EXERCISE INSTRUCTIONS: Transcribe each record as written.

======== MATERIAL SHOWN ========

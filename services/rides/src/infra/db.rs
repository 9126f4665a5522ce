use anyhow::Context as _;
use chrono::Utc;
use sea_orm::{
    ActiveModelTrait, ActiveValue::Set, ColumnTrait, Condition, DatabaseConnection, EntityTrait,
    QueryFilter, QueryOrder, QuerySelect, sea_query::Expr,
};

use aeroride_domain::geo::Coordinates;
use aeroride_domain::id::{RideId, UserId};
use aeroride_domain::pagination::PageRequest;
use aeroride_domain::ride::RideStatus;
use aeroride_domain::vehicle::VehicleClass;
use aeroride_rides_schema::rides;

use crate::domain::repository::RideRepository;
use crate::domain::types::{FareQuote, Place, Ride, RouteSource, StatusChange};
use crate::error::RidesServiceError;

#[derive(Clone)]
pub struct DbRideRepository {
    pub db: DatabaseConnection,
}

impl RideRepository for DbRideRepository {
    async fn create(&self, ride: &Ride) -> Result<(), RidesServiceError> {
        rides::ActiveModel {
            id: Set(ride.id.0),
            passenger_id: Set(ride.passenger_id.0),
            driver_id: Set(ride.driver_id.map(|d| d.0)),
            airport_id: Set(ride.airport_id.clone()),
            pickup_location: Set(ride.pickup.label.clone()),
            pickup_latitude: Set(ride.pickup.coordinates.latitude),
            pickup_longitude: Set(ride.pickup.coordinates.longitude),
            destination_location: Set(ride.destination.label.clone()),
            destination_latitude: Set(ride.destination.coordinates.latitude),
            destination_longitude: Set(ride.destination.coordinates.longitude),
            distance_km: Set(ride.quote.distance_km),
            estimated_duration: Set(ride.quote.estimated_duration as i32),
            fare_amount: Set(ride.quote.fare_amount),
            currency: Set(ride.quote.currency.clone()),
            route_source: Set(ride.quote.route_source.as_str().to_owned()),
            vehicle_type: Set(ride.quote.vehicle_type.as_str().to_owned()),
            passenger_count: Set(ride.passenger_count),
            special_requests: Set(ride.special_requests.clone()),
            qr_code: Set(ride.qr_code.clone()),
            scheduled_time: Set(ride.scheduled_time),
            status: Set(ride.status.as_str().to_owned()),
            created_at: Set(ride.created_at),
            updated_at: Set(ride.updated_at),
        }
        .insert(&self.db)
        .await
        .context("insert ride")?;
        Ok(())
    }

    async fn find_by_id(&self, id: RideId) -> Result<Option<Ride>, RidesServiceError> {
        let model = rides::Entity::find_by_id(id.0)
            .one(&self.db)
            .await
            .context("find ride by id")?;
        model.map(ride_from_model).transpose()
    }

    async fn find_by_qr_code(&self, qr_code: &str) -> Result<Option<Ride>, RidesServiceError> {
        let model = rides::Entity::find()
            .filter(rides::Column::QrCode.eq(qr_code))
            .one(&self.db)
            .await
            .context("find ride by qr code")?;
        model.map(ride_from_model).transpose()
    }

    async fn list_for_user(
        &self,
        user: UserId,
        page: PageRequest,
    ) -> Result<Vec<Ride>, RidesServiceError> {
        let page = page.clamped();
        let models = rides::Entity::find()
            .filter(
                Condition::any()
                    .add(rides::Column::PassengerId.eq(user.0))
                    .add(rides::Column::DriverId.eq(user.0)),
            )
            .order_by_desc(rides::Column::CreatedAt)
            .offset(page.offset())
            .limit(page.per_page)
            .all(&self.db)
            .await
            .context("list rides for user")?;
        models.into_iter().map(ride_from_model).collect()
    }

    async fn update_status(&self, change: &StatusChange) -> Result<bool, RidesServiceError> {
        let mut update = rides::Entity::update_many()
            .col_expr(rides::Column::Status, Expr::value(change.next.as_str()))
            .col_expr(rides::Column::UpdatedAt, Expr::value(Utc::now()))
            .filter(rides::Column::Id.eq(change.ride_id.0))
            .filter(rides::Column::Status.eq(change.expected.as_str()));
        if let Some(driver) = change.assign_driver {
            update = update
                .col_expr(rides::Column::DriverId, Expr::value(driver.0))
                .filter(rides::Column::DriverId.is_null());
        }
        let result = update.exec(&self.db).await.context("update ride status")?;
        Ok(result.rows_affected == 1)
    }

    async fn delete_deletable(
        &self,
        id: RideId,
        passenger: UserId,
    ) -> Result<bool, RidesServiceError> {
        let result = rides::Entity::delete_many()
            .filter(rides::Column::Id.eq(id.0))
            .filter(rides::Column::PassengerId.eq(passenger.0))
            .filter(rides::Column::Status.is_in([
                RideStatus::Pending.as_str(),
                RideStatus::Cancelled.as_str(),
            ]))
            .exec(&self.db)
            .await
            .context("delete ride")?;
        Ok(result.rows_affected == 1)
    }
}

fn ride_from_model(model: rides::Model) -> Result<Ride, RidesServiceError> {
    let status: RideStatus = model
        .status
        .parse()
        .with_context(|| format!("ride {} has unknown status", model.id))?;
    let route_source = RouteSource::from_name(&model.route_source)
        .with_context(|| format!("ride {} has unknown route source", model.id))?;
    Ok(Ride {
        id: RideId(model.id),
        passenger_id: UserId(model.passenger_id),
        driver_id: model.driver_id.map(UserId),
        airport_id: model.airport_id,
        pickup: Place {
            label: model.pickup_location,
            coordinates: Coordinates::new(model.pickup_latitude, model.pickup_longitude),
        },
        destination: Place {
            label: model.destination_location,
            coordinates: Coordinates::new(
                model.destination_latitude,
                model.destination_longitude,
            ),
        },
        quote: FareQuote {
            distance_km: model.distance_km,
            estimated_duration: model.estimated_duration.max(0) as u32,
            fare_amount: model.fare_amount,
            currency: model.currency,
            vehicle_type: VehicleClass::from_name_lenient(&model.vehicle_type),
            route_source,
        },
        passenger_count: model.passenger_count,
        special_requests: model.special_requests,
        qr_code: model.qr_code,
        scheduled_time: model.scheduled_time,
        status,
        created_at: model.created_at,
        updated_at: model.updated_at,
    })
}

/// Connectivity probe for `/readyz`.
pub async fn ping(db: &DatabaseConnection) -> Result<(), sea_orm::DbErr> {
    db.ping().await
}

========

RESULT FOR THIS TASK:
filename services/rides/src/infra/db.rs
repository 9126f4665a5522ce
use anyhow::Context as _;
use chrono::Utc;
use sea_orm::{
    ActiveModelTrait, ActiveValue::Set, ColumnTrait, Condition, DatabaseConnection, EntityTrait,
    QueryFilter, QueryOrder, QuerySelect, sea_query::Expr,
};

use aeroride_domain::geo::Coordinates;
use aeroride_domain::id::{RideId, UserId};
use aeroride_domain::pagination::PageRequest;
use aeroride_domain::ride::RideStatus;
use aeroride_domain::vehicle::VehicleClass;
use aeroride_rides_schema::rides;

use crate::domain::repository::RideRepository;
use crate::domain::types::{FareQuote, Place, Ride, RouteSource, StatusChange};
use crate::error::RidesServiceError;

#[derive(Clone)]
pub struct DbRideRepository {
    pub db: DatabaseConnection,
}

impl RideRepository for DbRideRepository {
    async fn create(&self, ride: &Ride) -> Result<(), RidesServiceError> {
        rides::ActiveModel {
            id: Set(ride.id.0),
            passenger_id: Set(ride.passenger_id.0),
            driver_id: Set(ride.driver_id.map(|d| d.0)),
            airport_id: Set(ride.airport_id.clone()),
            pickup_location: Set(ride.pickup.label.clone()),
            pickup_latitude: Set(ride.pickup.coordinates.latitude),
            pickup_longitude: Set(ride.pickup.coordinates.longitude),
            destination_location: Set(ride.destination.label.clone()),
            destination_latitude: Set(ride.destination.coordinates.latitude),
            destination_longitude: Set(ride.destination.coordinates.longitude),
            distance_km: Set(ride.quote.distance_km),
            estimated_duration: Set(ride.quote.estimated_duration as i32),
            fare_amount: Set(ride.quote.fare_amount),
            currency: Set(ride.quote.currency.clone()),
            route_source: Set(ride.quote.route_source.as_str().to_owned()),
            vehicle_type: Set(ride.quote.vehicle_type.as_str().to_owned()),
            passenger_count: Set(ride.passenger_count),
            special_requests: Set(ride.special_requests.clone()),
            qr_code: Set(ride.qr_code.clone()),
            scheduled_time: Set(ride.scheduled_time),
            status: Set(ride.status.as_str().to_owned()),
            created_at: Set(ride.created_at),
            updated_at: Set(ride.updated_at),
        }
        .insert(&self.db)
        .await
        .context("insert ride")?;
        Ok(())
    }

    async fn find_by_id(&self, id: RideId) -> Result<Option<Ride>, RidesServiceError> {
        let model = rides::Entity::find_by_id(id.0)
            .one(&self.db)
            .await
            .context("find ride by id")?;
        model.map(ride_from_model).transpose()
    }

    async fn find_by_qr_code(&self, qr_code: &str) -> Result<Option<Ride>, RidesServiceError> {
        let model = rides::Entity::find()
            .filter(rides::Column::QrCode.eq(qr_code))
            .one(&self.db)
            .await
            .context("find ride by qr code")?;
        model.map(ride_from_model).transpose()
    }

    async fn list_for_user(
        &self,
        user: UserId,
        page: PageRequest,
    ) -> Result<Vec<Ride>, RidesServiceError> {
        let page = page.clamped();
        let models = rides::Entity::find()
            .filter(
                Condition::any()
                    .add(rides::Column::PassengerId.eq(user.0))
                    .add(rides::Column::DriverId.eq(user.0)),
            )
            .order_by_desc(rides::Column::CreatedAt)
            .offset(page.offset())
            .limit(page.per_page)
            .all(&self.db)
            .await
            .context("list rides for user")?;
        models.into_iter().map(ride_from_model).collect()
    }

    async fn update_status(&self, change: &StatusChange) -> Result<bool, RidesServiceError> {
        let mut update = rides::Entity::update_many()
            .col_expr(rides::Column::Status, Expr::value(change.next.as_str()))
            .col_expr(rides::Column::UpdatedAt, Expr::value(Utc::now()))
            .filter(rides::Column::Id.eq(change.ride_id.0))
            .filter(rides::Column::Status.eq(change.expected.as_str()));
        if let Some(driver) = change.assign_driver {
            update = update
                .col_expr(rides::Column::DriverId, Expr::value(driver.0))
                .filter(rides::Column::DriverId.is_null());
        }
        let result = update.exec(&self.db).await.context("update ride status")?;
        Ok(result.rows_affected == 1)
    }

    async fn delete_deletable(
        &self,
        id: RideId,
        passenger: UserId,
    ) -> Result<bool, RidesServiceError> {
        let result = rides::Entity::delete_many()
            .filter(rides::Column::Id.eq(id.0))
            .filter(rides::Column::PassengerId.eq(passenger.0))
            .filter(rides::Column::Status.is_in([
                RideStatus::Pending.as_str(),
                RideStatus::Cancelled.as_str(),
            ]))
            .exec(&self.db)
            .await
            .context("delete ride")?;
        Ok(result.rows_affected == 1)
    }
}

fn ride_from_model(model: rides::Model) -> Result<Ride, RidesServiceError> {
    let status: RideStatus = model
        .status
        .parse()
        .with_context(|| format!("ride {} has unknown status", model.id))?;
    let route_source = RouteSource::from_name(&model.route_source)
        .with_context(|| format!("ride {} has unknown route source", model.id))?;
    Ok(Ride {
        id: RideId(model.id),
        passenger_id: UserId(model.passenger_id),
        driver_id: model.driver_id.map(UserId),
        airport_id: model.airport_id,
        pickup: Place {
            label: model.pickup_location,
            coordinates: Coordinates::new(model.pickup_latitude, model.pickup_longitude),
        },
        destination: Place {
            label: model.destination_location,
            coordinates: Coordinates::new(
                model.destination_latitude,
                model.destination_longitude,
            ),
        },
        quote: FareQuote {
            distance_km: model.distance_km,
            estimated_duration: model.estimated_duration.max(0) as u32,
            fare_amount: model.fare_amount,
            currency: model.currency,
            vehicle_type: VehicleClass::from_name_lenient(&model.vehicle_type),
            route_source,
        },
        passenger_count: model.passenger_count,
        special_requests: model.special_requests,
        qr_code: model.qr_code,
        scheduled_time: model.scheduled_time,
        status,
        created_at: model.created_at,
        updated_at: model.updated_at,
    })
}

/// Connectivity probe for `/readyz`.
pub async fn ping(db: &DatabaseConnection) -> Result<(), sea_orm::DbErr> {
    db.ping().await
}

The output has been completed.